» **INSTRUCTIONS FOR THE TASK**: Every line below that has "hook" in it should be copied.

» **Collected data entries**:
[Start of section]

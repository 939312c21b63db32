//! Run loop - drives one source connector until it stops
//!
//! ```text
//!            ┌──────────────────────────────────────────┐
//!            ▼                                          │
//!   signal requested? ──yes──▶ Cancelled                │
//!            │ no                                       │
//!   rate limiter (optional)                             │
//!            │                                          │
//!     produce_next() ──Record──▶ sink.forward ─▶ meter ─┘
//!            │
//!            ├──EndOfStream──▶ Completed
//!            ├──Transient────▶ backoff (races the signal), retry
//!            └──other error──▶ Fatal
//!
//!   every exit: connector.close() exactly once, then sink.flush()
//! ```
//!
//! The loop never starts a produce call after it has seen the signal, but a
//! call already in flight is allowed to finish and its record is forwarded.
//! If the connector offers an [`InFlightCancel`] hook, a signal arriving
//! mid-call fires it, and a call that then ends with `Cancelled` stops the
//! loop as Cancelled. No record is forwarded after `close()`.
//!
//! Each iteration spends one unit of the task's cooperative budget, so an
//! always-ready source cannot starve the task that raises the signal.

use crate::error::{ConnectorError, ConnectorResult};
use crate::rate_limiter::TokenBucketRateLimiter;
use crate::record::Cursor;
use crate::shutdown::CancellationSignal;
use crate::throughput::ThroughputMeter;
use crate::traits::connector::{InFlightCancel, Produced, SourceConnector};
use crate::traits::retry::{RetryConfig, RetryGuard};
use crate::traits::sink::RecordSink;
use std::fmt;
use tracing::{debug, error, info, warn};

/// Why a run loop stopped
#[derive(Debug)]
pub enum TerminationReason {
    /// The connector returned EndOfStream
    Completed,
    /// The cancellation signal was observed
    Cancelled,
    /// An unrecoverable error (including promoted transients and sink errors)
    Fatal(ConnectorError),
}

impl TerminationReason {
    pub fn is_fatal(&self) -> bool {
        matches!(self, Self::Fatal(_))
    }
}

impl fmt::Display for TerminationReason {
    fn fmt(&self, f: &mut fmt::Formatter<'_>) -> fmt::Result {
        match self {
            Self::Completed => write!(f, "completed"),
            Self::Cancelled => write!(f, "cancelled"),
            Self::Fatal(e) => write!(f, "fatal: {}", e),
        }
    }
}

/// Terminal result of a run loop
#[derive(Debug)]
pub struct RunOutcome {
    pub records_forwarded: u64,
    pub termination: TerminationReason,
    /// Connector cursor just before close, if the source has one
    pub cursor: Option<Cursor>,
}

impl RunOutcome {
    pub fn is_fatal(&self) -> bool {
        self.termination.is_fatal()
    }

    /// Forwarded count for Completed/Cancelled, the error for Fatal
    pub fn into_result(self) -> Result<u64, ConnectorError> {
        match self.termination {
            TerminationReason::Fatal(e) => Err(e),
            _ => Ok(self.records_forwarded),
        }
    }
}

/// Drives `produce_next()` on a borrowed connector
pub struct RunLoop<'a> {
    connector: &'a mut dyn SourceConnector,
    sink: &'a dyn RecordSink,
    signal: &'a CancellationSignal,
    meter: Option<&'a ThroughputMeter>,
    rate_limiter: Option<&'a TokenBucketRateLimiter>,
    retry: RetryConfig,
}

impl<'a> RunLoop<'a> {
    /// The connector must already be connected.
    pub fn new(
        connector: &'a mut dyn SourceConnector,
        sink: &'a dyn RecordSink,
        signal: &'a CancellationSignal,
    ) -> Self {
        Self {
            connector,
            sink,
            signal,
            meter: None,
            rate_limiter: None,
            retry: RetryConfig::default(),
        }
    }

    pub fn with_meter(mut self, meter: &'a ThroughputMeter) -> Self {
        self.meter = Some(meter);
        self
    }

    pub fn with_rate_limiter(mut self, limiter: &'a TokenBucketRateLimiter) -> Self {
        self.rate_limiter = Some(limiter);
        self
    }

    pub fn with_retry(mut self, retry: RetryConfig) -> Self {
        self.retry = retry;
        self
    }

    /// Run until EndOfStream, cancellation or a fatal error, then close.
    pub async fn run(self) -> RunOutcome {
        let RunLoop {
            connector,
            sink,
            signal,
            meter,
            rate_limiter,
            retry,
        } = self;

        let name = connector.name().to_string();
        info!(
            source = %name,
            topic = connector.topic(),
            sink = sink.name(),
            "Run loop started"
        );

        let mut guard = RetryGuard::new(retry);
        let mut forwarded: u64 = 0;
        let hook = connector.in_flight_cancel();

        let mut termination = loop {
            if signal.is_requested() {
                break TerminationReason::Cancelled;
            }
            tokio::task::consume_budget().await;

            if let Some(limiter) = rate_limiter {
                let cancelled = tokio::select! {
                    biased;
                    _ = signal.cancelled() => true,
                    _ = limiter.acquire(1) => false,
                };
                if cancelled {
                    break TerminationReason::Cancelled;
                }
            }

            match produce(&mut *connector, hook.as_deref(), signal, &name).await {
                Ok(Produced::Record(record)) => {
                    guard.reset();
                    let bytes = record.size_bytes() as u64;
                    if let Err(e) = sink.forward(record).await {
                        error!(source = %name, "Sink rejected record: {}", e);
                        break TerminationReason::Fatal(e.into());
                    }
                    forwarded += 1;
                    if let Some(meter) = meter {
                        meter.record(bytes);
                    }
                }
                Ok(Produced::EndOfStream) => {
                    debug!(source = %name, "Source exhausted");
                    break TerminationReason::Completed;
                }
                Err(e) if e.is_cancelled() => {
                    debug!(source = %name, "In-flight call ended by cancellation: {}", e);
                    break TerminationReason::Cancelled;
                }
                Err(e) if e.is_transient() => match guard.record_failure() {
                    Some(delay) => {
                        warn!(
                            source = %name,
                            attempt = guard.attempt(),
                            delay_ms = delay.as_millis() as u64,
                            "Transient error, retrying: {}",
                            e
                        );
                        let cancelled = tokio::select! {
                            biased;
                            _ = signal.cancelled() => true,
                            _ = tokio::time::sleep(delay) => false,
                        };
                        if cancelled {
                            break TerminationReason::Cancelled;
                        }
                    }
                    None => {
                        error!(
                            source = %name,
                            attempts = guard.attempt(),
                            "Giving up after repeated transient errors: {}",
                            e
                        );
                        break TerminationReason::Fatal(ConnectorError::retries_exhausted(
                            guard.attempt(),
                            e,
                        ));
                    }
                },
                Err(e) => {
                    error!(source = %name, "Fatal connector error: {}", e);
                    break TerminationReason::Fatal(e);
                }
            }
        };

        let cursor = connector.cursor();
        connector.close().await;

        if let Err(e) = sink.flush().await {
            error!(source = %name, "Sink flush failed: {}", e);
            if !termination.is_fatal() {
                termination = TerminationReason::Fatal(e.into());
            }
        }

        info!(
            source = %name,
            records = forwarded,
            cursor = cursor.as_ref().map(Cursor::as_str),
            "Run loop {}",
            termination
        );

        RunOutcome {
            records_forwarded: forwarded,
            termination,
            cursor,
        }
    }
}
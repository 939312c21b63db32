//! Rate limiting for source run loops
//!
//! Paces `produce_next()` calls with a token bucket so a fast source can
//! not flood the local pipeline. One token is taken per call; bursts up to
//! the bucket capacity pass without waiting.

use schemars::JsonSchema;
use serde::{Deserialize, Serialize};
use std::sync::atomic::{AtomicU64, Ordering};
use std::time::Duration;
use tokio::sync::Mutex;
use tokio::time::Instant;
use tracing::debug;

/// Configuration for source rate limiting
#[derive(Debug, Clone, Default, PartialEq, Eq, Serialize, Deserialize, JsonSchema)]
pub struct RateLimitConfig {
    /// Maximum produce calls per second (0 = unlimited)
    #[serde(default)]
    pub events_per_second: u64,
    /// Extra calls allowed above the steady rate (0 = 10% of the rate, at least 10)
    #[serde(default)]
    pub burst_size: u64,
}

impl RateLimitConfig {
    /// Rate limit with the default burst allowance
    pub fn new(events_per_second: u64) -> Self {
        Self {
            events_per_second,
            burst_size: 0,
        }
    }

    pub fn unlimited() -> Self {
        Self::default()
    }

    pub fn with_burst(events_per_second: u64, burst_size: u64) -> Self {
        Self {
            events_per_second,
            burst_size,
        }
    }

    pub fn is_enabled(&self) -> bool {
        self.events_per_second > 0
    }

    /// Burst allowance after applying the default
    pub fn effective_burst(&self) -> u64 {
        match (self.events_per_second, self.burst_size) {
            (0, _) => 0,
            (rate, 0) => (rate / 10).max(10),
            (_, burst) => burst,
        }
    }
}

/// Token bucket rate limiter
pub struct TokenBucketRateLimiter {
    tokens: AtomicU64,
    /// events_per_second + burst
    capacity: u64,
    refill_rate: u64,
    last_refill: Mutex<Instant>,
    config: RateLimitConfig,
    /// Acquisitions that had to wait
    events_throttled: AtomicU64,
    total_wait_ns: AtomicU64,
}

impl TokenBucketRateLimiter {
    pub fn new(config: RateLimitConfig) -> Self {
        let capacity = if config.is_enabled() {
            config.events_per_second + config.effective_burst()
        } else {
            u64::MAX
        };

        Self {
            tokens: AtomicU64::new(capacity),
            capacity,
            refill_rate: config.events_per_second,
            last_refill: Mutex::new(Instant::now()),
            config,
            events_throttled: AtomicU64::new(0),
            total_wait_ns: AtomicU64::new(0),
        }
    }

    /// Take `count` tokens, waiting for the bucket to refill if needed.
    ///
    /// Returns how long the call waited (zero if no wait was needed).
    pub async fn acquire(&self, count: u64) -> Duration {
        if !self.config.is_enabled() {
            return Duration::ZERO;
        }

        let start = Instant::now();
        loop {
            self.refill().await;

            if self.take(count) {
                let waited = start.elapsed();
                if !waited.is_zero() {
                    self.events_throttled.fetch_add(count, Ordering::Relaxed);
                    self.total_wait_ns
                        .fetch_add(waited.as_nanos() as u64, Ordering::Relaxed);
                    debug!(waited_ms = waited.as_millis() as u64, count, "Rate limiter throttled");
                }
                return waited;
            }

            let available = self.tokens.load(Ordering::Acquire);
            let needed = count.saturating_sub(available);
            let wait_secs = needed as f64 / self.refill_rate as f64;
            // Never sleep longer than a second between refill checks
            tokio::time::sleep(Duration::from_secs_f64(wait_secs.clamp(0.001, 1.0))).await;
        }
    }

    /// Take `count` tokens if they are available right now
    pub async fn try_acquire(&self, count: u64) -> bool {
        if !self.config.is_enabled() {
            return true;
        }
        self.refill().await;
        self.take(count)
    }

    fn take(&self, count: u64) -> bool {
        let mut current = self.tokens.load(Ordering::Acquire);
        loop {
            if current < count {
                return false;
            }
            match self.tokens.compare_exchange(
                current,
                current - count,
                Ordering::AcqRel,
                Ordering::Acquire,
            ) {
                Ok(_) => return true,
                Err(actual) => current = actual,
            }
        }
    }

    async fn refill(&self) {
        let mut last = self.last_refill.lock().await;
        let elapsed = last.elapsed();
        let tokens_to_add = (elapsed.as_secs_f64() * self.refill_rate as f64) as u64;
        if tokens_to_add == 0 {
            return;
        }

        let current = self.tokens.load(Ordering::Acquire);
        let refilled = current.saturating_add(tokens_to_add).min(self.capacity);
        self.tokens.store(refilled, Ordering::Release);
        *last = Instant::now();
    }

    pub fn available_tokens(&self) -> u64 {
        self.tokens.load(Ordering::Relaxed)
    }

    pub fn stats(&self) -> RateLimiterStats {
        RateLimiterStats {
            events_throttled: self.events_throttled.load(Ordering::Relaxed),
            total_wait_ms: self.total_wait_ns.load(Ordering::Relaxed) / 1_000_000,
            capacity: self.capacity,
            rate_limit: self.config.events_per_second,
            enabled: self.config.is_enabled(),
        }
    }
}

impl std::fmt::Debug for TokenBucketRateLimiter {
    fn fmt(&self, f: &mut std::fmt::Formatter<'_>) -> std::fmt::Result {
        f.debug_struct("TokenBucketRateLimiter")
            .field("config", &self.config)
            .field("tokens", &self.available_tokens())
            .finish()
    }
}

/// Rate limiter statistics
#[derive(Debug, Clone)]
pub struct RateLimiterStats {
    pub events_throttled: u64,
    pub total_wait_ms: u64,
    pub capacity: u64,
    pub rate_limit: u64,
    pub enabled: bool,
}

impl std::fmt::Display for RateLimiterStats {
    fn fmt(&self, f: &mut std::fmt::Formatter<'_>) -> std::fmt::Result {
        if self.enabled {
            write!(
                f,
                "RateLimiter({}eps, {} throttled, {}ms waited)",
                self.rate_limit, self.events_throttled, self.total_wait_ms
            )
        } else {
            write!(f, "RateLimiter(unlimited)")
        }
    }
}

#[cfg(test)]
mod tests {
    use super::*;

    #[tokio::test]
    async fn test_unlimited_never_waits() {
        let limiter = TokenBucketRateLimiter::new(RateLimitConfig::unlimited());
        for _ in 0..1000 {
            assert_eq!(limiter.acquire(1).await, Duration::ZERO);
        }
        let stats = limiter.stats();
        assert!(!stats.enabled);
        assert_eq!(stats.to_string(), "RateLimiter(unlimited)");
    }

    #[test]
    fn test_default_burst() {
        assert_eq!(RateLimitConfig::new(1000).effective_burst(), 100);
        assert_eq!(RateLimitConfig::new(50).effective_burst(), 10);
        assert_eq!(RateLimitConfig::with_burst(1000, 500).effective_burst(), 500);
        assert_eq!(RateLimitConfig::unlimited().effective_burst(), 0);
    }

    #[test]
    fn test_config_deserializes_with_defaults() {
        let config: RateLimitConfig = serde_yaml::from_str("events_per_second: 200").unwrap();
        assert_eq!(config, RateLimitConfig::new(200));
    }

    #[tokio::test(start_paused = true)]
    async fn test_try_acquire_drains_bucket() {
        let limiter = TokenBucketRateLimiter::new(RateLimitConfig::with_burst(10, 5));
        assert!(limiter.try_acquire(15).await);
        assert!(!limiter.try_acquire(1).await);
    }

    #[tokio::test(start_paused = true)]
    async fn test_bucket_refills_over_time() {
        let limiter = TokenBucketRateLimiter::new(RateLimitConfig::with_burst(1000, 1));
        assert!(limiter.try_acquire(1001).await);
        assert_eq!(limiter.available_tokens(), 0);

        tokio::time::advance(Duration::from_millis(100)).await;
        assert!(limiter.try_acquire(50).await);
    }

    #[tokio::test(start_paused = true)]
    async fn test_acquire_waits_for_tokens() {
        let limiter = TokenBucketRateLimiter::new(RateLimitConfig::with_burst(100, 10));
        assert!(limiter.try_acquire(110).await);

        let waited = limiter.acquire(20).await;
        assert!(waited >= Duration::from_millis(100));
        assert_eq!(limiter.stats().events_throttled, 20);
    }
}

[End of section]

» **SOLUTION TO THE EXERCISE**:
//! If the connector offers an [`InFlightCancel`] hook, a signal arriving
        let hook = connector.in_flight_cancel();
            match produce(&mut *connector, hook.as_deref(), signal, &name).await {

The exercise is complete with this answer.